Tips (other than jars, which have some utility) are better generated through good service imho. Freebies are a waste of time.


----------



## negeorgia (Feb 1, 2015)

I have never offered freebies. Have had 3 out of 9600 trips ask if I had water. My market is small college town with 4 riders for 2 miles. Some nights, I have 100 different people in and out of my car. No way am I going to clutter the car with 95 bottles of water each with 2 sips removed. Currently, 4.90 on last 500 rated trips. No reason to change anything.


----------



## XNDABOX (Jul 18, 2017)

I offer water and snacks. At 16 cent per item for me. I may lose a water bottle or two a day. I have only noticed more tips from those who partake. And if you think about doing this, you should make sure you are not just picking up college students. They take and don't even know what a tip is.


----------



## Laino (Jul 29, 2017)

We are drivers, not a charity for the thirsty and hungry pax. Don't spoil them because you will get a bad rating later for not having these. I hate when some driver share he is doing that "ohh yeah just cost me couple of quid". It's not professional, a clear sign he is a naive, new driver who still believes he is the knight in a shiny armor for the pax. It ends with questions over here "why someone rate me low"? Maybe because you didn't offer him a BJ!


----------



## Gwoae (Aug 12, 2017)

I have a small cooler in the back of the car. I only offer water airport people. They generally appreciate it after a long flight. When I am doing the college crowd I don't even think twice about giving. However I did give a guy a bottle the other day because he was so drunk in I had to help him oUT of the car. Figured he couLD use some water. Knew it would not get me a tip but that's ok.


----------



## uberxcalgary (Jul 25, 2017)

I keep water in my glove box, which the AC keeps fairly cool. 

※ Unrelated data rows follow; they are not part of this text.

//! Elasticsearch query DSL. Queries are collected and printed as one JSON
//! array when the run finishes.

use serde_json::{Value, json};

use rsigmac_parser::SigmaRule;

use crate::backends::Backend;
use crate::backends::es_qs::QueryString;
use crate::config::SigmaConfig;
use crate::error::{ConvertError, Result};
use crate::options::BackendOptions;
use crate::query::QueryBuilder;
use crate::render::render;

pub struct EsDslBackend {
    builder: QueryBuilder,
    dialect: QueryString,
    pretty: bool,
    queries: Vec<Value>,
}

impl EsDslBackend {
    pub fn new(config: SigmaConfig, options: &BackendOptions) -> Self {
        EsDslBackend {
            builder: QueryBuilder::new(config),
            dialect: QueryString::new(options),
            pretty: options.flag("pretty"),
            queries: Vec::new(),
        }
    }
}

impl Backend for EsDslBackend {
    fn convert(&mut self, rule: &SigmaRule) -> Result<Vec<String>> {
        let indices = self.builder.config().indices(&rule.logsource);
        let mut converted = Vec::new();
        for q in self.builder.build(rule)? {
            if q.aggregation.is_some() {
                return Err(ConvertError::NotImplemented(
                    "aggregations are not implemented for es-dsl".into(),
                ));
            }
            let query_string = render(&self.dialect, &q.node)?;
            let mut doc = json!({
                "title": rule.title,
                "query": {
                    "bool": {
                        "must": [
                            { "query_string": { "query": query_string, "analyze_wildcard": true } }
                        ]
                    }
                }
            });
            if let Some(id) = &rule.id {
                doc["id"] = json!(id);
            }
            if !indices.is_empty() {
                doc["index"] = json!(indices);
            }
            converted.push(doc);
        }
        // nothing is emitted until finalize
        self.queries.extend(converted);
        Ok(Vec::new())
    }

    fn finalize(&mut self) -> Option<String> {
        if self.queries.is_empty() {
            return None;
        }
        let array = Value::Array(std::mem::take(&mut self.queries));
        let text = if self.pretty {
            serde_json::to_string_pretty(&array)
        } else {
            serde_json::to_string(&array)
        };
        match text {
            Ok(t) => Some(t),
            Err(e) => {
                log::error!("cannot serialize es-dsl output: {e}");
                None
            }
        }
    }
}
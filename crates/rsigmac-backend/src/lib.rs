//! # rsigmac-backend
//!
//! Turns parsed Sigma rules into target query languages.
//!
//! - **Mapping configuration**: field mappings, logsource indices and
//!   conditions, chained from several YAML files
//! - **Query tree**: conditions, selectors and field modifiers resolved into
//!   a backend-neutral [`QueryNode`]
//! - **Backends**: a static registry of targets (`es-qs`, `es-dsl`,
//!   `splunk`, `grep`, `sql`, `fieldlist`) behind the [`Backend`] trait
//!
//! ## Quick Start
//!
//! ```rust
//! use rsigmac_backend::{BackendOptions, SigmaConfig, lookup};
//! use rsigmac_parser::parse_sigma_yaml;
//!
//! let yaml = r#"
//! title: Detect Whoami
//! logsource:
//!     product: windows
//!     category: process_creation
//! detection:
//!     selection:
//!         CommandLine|contains: 'whoami'
//!     condition: selection
//! "#;
//!
//! let rule = &parse_sigma_yaml(yaml).unwrap().rules[0];
//! let config = SigmaConfig::from_yaml("fieldmappings:\n  CommandLine: process.command_line\n").unwrap();
//! let mut backend = lookup("es-qs")
//!     .unwrap()
//!     .create(config, &BackendOptions::new())
//!     .unwrap();
//! assert_eq!(backend.convert(rule).unwrap(), ["process.command_line:*whoami*"]);
//! ```

pub mod backends;
pub mod config;
pub mod error;
pub mod modifiers;
pub mod options;
pub mod query;
pub mod render;

pub use backends::{
    BACKENDS, Backend, BackendInfo, DEFAULT_TARGET, EsDslBackend, EsQsBackend, FieldListBackend,
    GrepBackend, SplunkBackend, SqlBackend, lookup,
};
pub use config::{LogsourceMapping, SigmaConfig};
pub use error::{ConfigError, ConvertError, Result};
pub use options::BackendOptions;
pub use query::{QueryBuilder, QueryNode, QueryValue, RuleQuery};
pub use render::TextDialect;
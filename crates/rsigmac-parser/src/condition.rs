//! Condition parser built on a pest grammar and a Pratt parser.
//!
//! Handles strings like:
//! - `selection and not filter`
//! - `1 of selection_* and not 1 of filter_*`
//! - `all of them`
//! - `selection | count(TargetUser) by SourceIp > 10`

use pest::Parser;
use pest::iterators::Pair;
use pest::pratt_parser::{Assoc, Op, PrattParser};
use pest_derive::Parser;

use crate::ast::{
    AggregateFunction, Aggregation, Condition, ConditionExpr, ConditionOperator, Quantifier,
    SelectorPattern,
};
use crate::error::{Result, SigmaParserError};

// ---------------------------------------------------------------------------
// Pest parser (generated from sigma.pest)
// ---------------------------------------------------------------------------

#[derive(Parser)]
#[grammar = "src/sigma.pest"]
struct SigmaConditionParser;

// ---------------------------------------------------------------------------
// Public API
// ---------------------------------------------------------------------------

/// Parse one condition line into its expression and optional aggregation.
///
/// ```
/// use rsigmac_parser::condition::parse_condition;
///
/// let cond = parse_condition("selection and not filter").unwrap();
/// assert!(cond.aggregation.is_none());
/// ```
pub fn parse_condition(input: &str) -> Result<Condition> {
    let mut pairs = SigmaConditionParser::parse(Rule::condition, input)
        .map_err(|e| SigmaParserError::Condition(e.to_string()))?;

    let pratt = PrattParser::new()
        .op(Op::infix(Rule::or_op, Assoc::Left))
        .op(Op::infix(Rule::and_op, Assoc::Left))
        .op(Op::prefix(Rule::not_op));

    let condition_pair = pairs
        .next()
        .ok_or_else(|| SigmaParserError::Condition(format!("empty condition '{input}'")))?;

    let mut expr = None;
    let mut aggregation = None;
    for p in condition_pair.into_inner() {
        match p.as_rule() {
            Rule::expr => expr = Some(parse_expr(p, &pratt)?),
            Rule::aggregation => aggregation = Some(parse_aggregation(p)?),
            _ => {} // EOI
        }
    }

    let expr = expr.ok_or_else(|| SigmaParserError::Condition(format!("no expression in '{input}'")))?;
    Ok(Condition { expr, aggregation })
}

// ---------------------------------------------------------------------------
// Boolean expression
// ---------------------------------------------------------------------------

fn parse_expr(pair: Pair<'_, Rule>, pratt: &PrattParser<Rule>) -> Result<ConditionExpr> {
    pratt
        .map_primary(|primary| match primary.as_rule() {
            Rule::ident => Ok(ConditionExpr::Identifier(primary.as_str().to_string())),
            Rule::selector => parse_selector(primary),
            Rule::expr => parse_expr(primary, pratt),
            other => unreachable!("unexpected primary rule: {other:?}"),
        })
        .map_prefix(|op, rhs| match op.as_rule() {
            Rule::not_op => Ok(ConditionExpr::Not(Box::new(rhs?))),
            other => unreachable!("unexpected prefix rule: {other:?}"),
        })
        .map_infix(|lhs, op, rhs| match op.as_rule() {
            Rule::and_op => Ok(merge_binary(ConditionExpr::And, lhs?, rhs?)),
            Rule::or_op => Ok(merge_binary(ConditionExpr::Or, lhs?, rhs?)),
            other => unreachable!("unexpected infix rule: {other:?}"),
        })
        .parse(pair.into_inner())
}

/// Flatten nested operators of the same kind: `a and (b and c)` becomes
/// `And(a, b, c)`.
fn merge_binary(
    ctor: fn(Vec<ConditionExpr>) -> ConditionExpr,
    lhs: ConditionExpr,
    rhs: ConditionExpr,
) -> ConditionExpr {
    let want_and = matches!(ctor(Vec::new()), ConditionExpr::And(_));
    let mut args = Vec::new();
    for side in [lhs, rhs] {
        match side {
            ConditionExpr::And(children) if want_and => args.extend(children),
            ConditionExpr::Or(children) if !want_and => args.extend(children),
            other => args.push(other),
        }
    }
    ctor(args)
}

fn parse_selector(pair: Pair<'_, Rule>) -> Result<ConditionExpr> {
    let mut quantifier = None;
    let mut pattern = None;

    // of_kw_inner leaks into the tree since atomic rules cannot be silent
    for p in pair.into_inner() {
        match p.as_rule() {
            Rule::quantifier => quantifier = Some(parse_quantifier(p)?),
            Rule::selector_target => pattern = parse_selector_target(p),
            _ => {}
        }
    }

    match (quantifier, pattern) {
        (Some(quantifier), Some(pattern)) => Ok(ConditionExpr::Selector {
            quantifier,
            pattern,
        }),
        _ => Err(SigmaParserError::Condition(
            "incomplete 'of' selector".to_string(),
        )),
    }
}

fn parse_quantifier(pair: Pair<'_, Rule>) -> Result<Quantifier> {
    let text = pair.as_str().to_string();
    let inner = pair
        .into_inner()
        .next()
        .ok_or_else(|| SigmaParserError::Condition(format!("bad quantifier '{text}'")))?;
    match inner.as_rule() {
        Rule::all_kw => Ok(Quantifier::All),
        Rule::any_kw => Ok(Quantifier::Any),
        Rule::uint => {
            let n: u64 = inner
                .as_str()
                .parse()
                .map_err(|_| SigmaParserError::Condition(format!("bad quantifier '{text}'")))?;
            match n {
                0 => Err(SigmaParserError::Condition(
                    "quantifier must be at least 1".to_string(),
                )),
                1 => Ok(Quantifier::Any),
                n => Ok(Quantifier::Count(n)),
            }
        }
        other => unreachable!("unexpected quantifier rule: {other:?}"),
    }
}

fn parse_selector_target(pair: Pair<'_, Rule>) -> Option<SelectorPattern> {
    let inner = pair.into_inner().next()?;
    match inner.as_rule() {
        Rule::them_kw => Some(SelectorPattern::Them),
        Rule::ident_pattern => Some(SelectorPattern::Pattern(inner.as_str().to_string())),
        _ => None,
    }
}

// ---------------------------------------------------------------------------
// Aggregation suffix
// ---------------------------------------------------------------------------

fn parse_aggregation(pair: Pair<'_, Rule>) -> Result<Aggregation> {
    let text = pair.as_str().to_string();
    let bad = |what: &str| SigmaParserError::Condition(format!("{what} in aggregation '{text}'"));

    let mut function = None;
    let mut field = None;
    let mut group_by = None;
    let mut operator = None;
    let mut threshold = None;

    for p in pair.into_inner() {
        match p.as_rule() {
            Rule::agg_function => function = p.as_str().parse::<AggregateFunction>().ok(),
            Rule::agg_field => field = Some(p.as_str().to_string()),
            Rule::agg_group => group_by = Some(p.as_str().to_string()),
            Rule::agg_op => operator = p.as_str().parse::<ConditionOperator>().ok(),
            Rule::agg_value => threshold = p.as_str().parse::<f64>().ok(),
            _ => {} // by_kw
        }
    }

    let function = function.ok_or_else(|| bad("unknown function"))?;
    if function != AggregateFunction::Count && field.is_none() {
        return Err(bad("missing field"));
    }

    Ok(Aggregation {
        function,
        field,
        group_by,
        operator: operator.ok_or_else(|| bad("unknown operator"))?,
        threshold: threshold.ok_or_else(|| bad("bad threshold"))?,
    })
}

// =============================================================================
// Tests
// =============================================================================

#[cfg(test)]
mod tests {
    use super::*;

    fn expr(input: &str) -> ConditionExpr {
        let cond = parse_condition(input).unwrap();
        assert!(cond.aggregation.is_none(), "unexpected aggregation");
        cond.expr
    }

    fn ident(name: &str) -> ConditionExpr {
        ConditionExpr::Identifier(name.to_string())
    }

    fn not(inner: ConditionExpr) -> ConditionExpr {
        ConditionExpr::Not(Box::new(inner))
    }

    fn any_of(pattern: &str) -> ConditionExpr {
        ConditionExpr::Selector {
            quantifier: Quantifier::Any,
            pattern: SelectorPattern::Pattern(pattern.to_string()),
        }
    }

    #[test]
    fn test_simple_identifier() {
        assert_eq!(expr("selection"), ident("selection"));
    }

    #[test]
    fn test_and_not() {
        assert_eq!(
            expr("selection and not filter"),
            ConditionExpr::And(vec![ident("selection"), not(ident("filter"))])
        );
    }

    #[test]
    fn test_keywords_are_case_insensitive() {
        assert_eq!(
            expr("sel1 OR sel2"),
            ConditionExpr::Or(vec![ident("sel1"), ident("sel2")])
        );
    }

    #[test]
    fn test_precedence_not_and_or() {
        assert_eq!(
            expr("a or not b and c"),
            ConditionExpr::Or(vec![
                ident("a"),
                ConditionExpr::And(vec![not(ident("b")), ident("c")]),
            ])
        );
    }

    #[test]
    fn test_parentheses() {
        assert_eq!(
            expr("(a or b) and c"),
            ConditionExpr::And(vec![
                ConditionExpr::Or(vec![ident("a"), ident("b")]),
                ident("c"),
            ])
        );
    }

    #[test]
    fn test_flattening() {
        assert_eq!(
            expr("a and b and c"),
            ConditionExpr::And(vec![ident("a"), ident("b"), ident("c")])
        );
        assert_eq!(
            expr("a or (b or c)"),
            ConditionExpr::Or(vec![ident("a"), ident("b"), ident("c")])
        );
    }

    #[test]
    fn test_identifier_with_keyword_substring() {
        assert_eq!(expr("selection_and_filter"), ident("selection_and_filter"));
        assert_eq!(expr("notepad"), ident("notepad"));
    }

    #[test]
    fn test_selectors() {
        assert_eq!(
            expr("selection_main and 1 of selection_dword_* and not 1 of filter_*"),
            ConditionExpr::And(vec![
                ident("selection_main"),
                any_of("selection_dword_*"),
                not(any_of("filter_*")),
            ])
        );
        assert_eq!(
            expr("all of them"),
            ConditionExpr::Selector {
                quantifier: Quantifier::All,
                pattern: SelectorPattern::Them,
            }
        );
        assert_eq!(expr("any of sel*"), any_of("sel*"));
        assert_eq!(
            expr("3 of selection_*"),
            ConditionExpr::Selector {
                quantifier: Quantifier::Count(3),
                pattern: SelectorPattern::Pattern("selection_*".to_string()),
            }
        );
    }

    #[test]
    fn test_them_prefix_is_a_pattern() {
        assert_eq!(expr("1 of themes*"), any_of("themes*"));
    }

    #[test]
    fn test_count_aggregation() {
        let cond = parse_condition("selection | count() by SourceIp > 10").unwrap();
        assert_eq!(cond.expr, ident("selection"));
        assert_eq!(
            cond.aggregation,
            Some(Aggregation {
                function: AggregateFunction::Count,
                field: None,
                group_by: Some("SourceIp".to_string()),
                operator: ConditionOperator::Gt,
                threshold: 10.0,
            })
        );
    }

    #[test]
    fn test_count_distinct_field_aggregation() {
        let cond = parse_condition("sel and not filter | count(TargetUser) >= 3").unwrap();
        let agg = cond.aggregation.unwrap();
        assert_eq!(agg.field.as_deref(), Some("TargetUser"));
        assert_eq!(agg.group_by, None);
        assert_eq!(agg.operator, ConditionOperator::Gte);
    }

    #[test]
    fn test_aggregation_needs_field_for_non_count() {
        let err = parse_condition("sel | max() > 3").unwrap_err();
        assert!(matches!(err, SigmaParserError::Condition(_)));
    }

    #[test]
    fn test_syntax_errors() {
        for bad in ["", "sel and", "(sel", "sel or or other", "0 of sel*", "sel | near x"] {
            assert!(parse_condition(bad).is_err(), "accepted {bad:?}");
        }
    }
}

I only offer it when I feel they need it or they are asking if I have any. 

At $0.25 a bottle here for the cheapest water, since we have $0.13 bottle deposit/enviro fees. I don't want to offer to everyone. Especially with a bunch of rides grossing $2.65 minimum fares. 

I had a trip with 4 pax all requesting water on a 3 min drive. I just said I didn't have any. Already losing money on that ride, no need to help make the situation worse.


----------



## Gwoae (Aug 12, 2017)

uberxcalgary said:


> I keep water in my glove box, which the AC keeps fairly cool.
> 
> I only offer it when I feel they need it or they are asking if I have any.
> 
> ...


Some states are so weird with that. I can buy a 24 bottle case for $2-$2.50 depending on sale. We were in maine last month and I was confused why my 6 pack of pepsi was more than shelf price until o looked at receipt damn bottle tax. I left the empties in the room as a tip to house keeping


----------



## roadman (Nov 14, 2016)

ShinyAndChrome said:


> I think the idea that uber drivers should offer premium services like complimentary drinks, snacks all this stuff is pretty crazy. The margins don't support it.
> 
> However, tips are low, and I was thinking about having a couple of cups in rear cupholders with some very cheap bulk candy (the big mints that melt in your mouth and double bubble gum). I'd only partially fill these (some people would just grab them all as free candy).
> 
> ...


The uber shills pass out all kinds of free stuff, all kinds. But they don't actually drive.


----------



## uberxcalgary (Jul 25, 2017)

Here it's $3.95 for a 35 bottle case. 

After bottle tax and sales tax it's $8.93.

We can return the bottles for $0.10 refund each so I would get $3.50 back. Except the passengers would take them with them as well. Take the water bottles and leave their other garbage in my seat pockets.


----------



## Trafficat (Dec 19, 2016)

I offer them to my pax. I've been driving for 11 months and I still hand out freebies. Most pax don't care, but some pax appreciate them.

I get occasional tips. I have no idea whether there is any coorelation to the candy, but if there is it is subtle. That said, the candy is cheap. It would only take a small tip to cover a bag of candy.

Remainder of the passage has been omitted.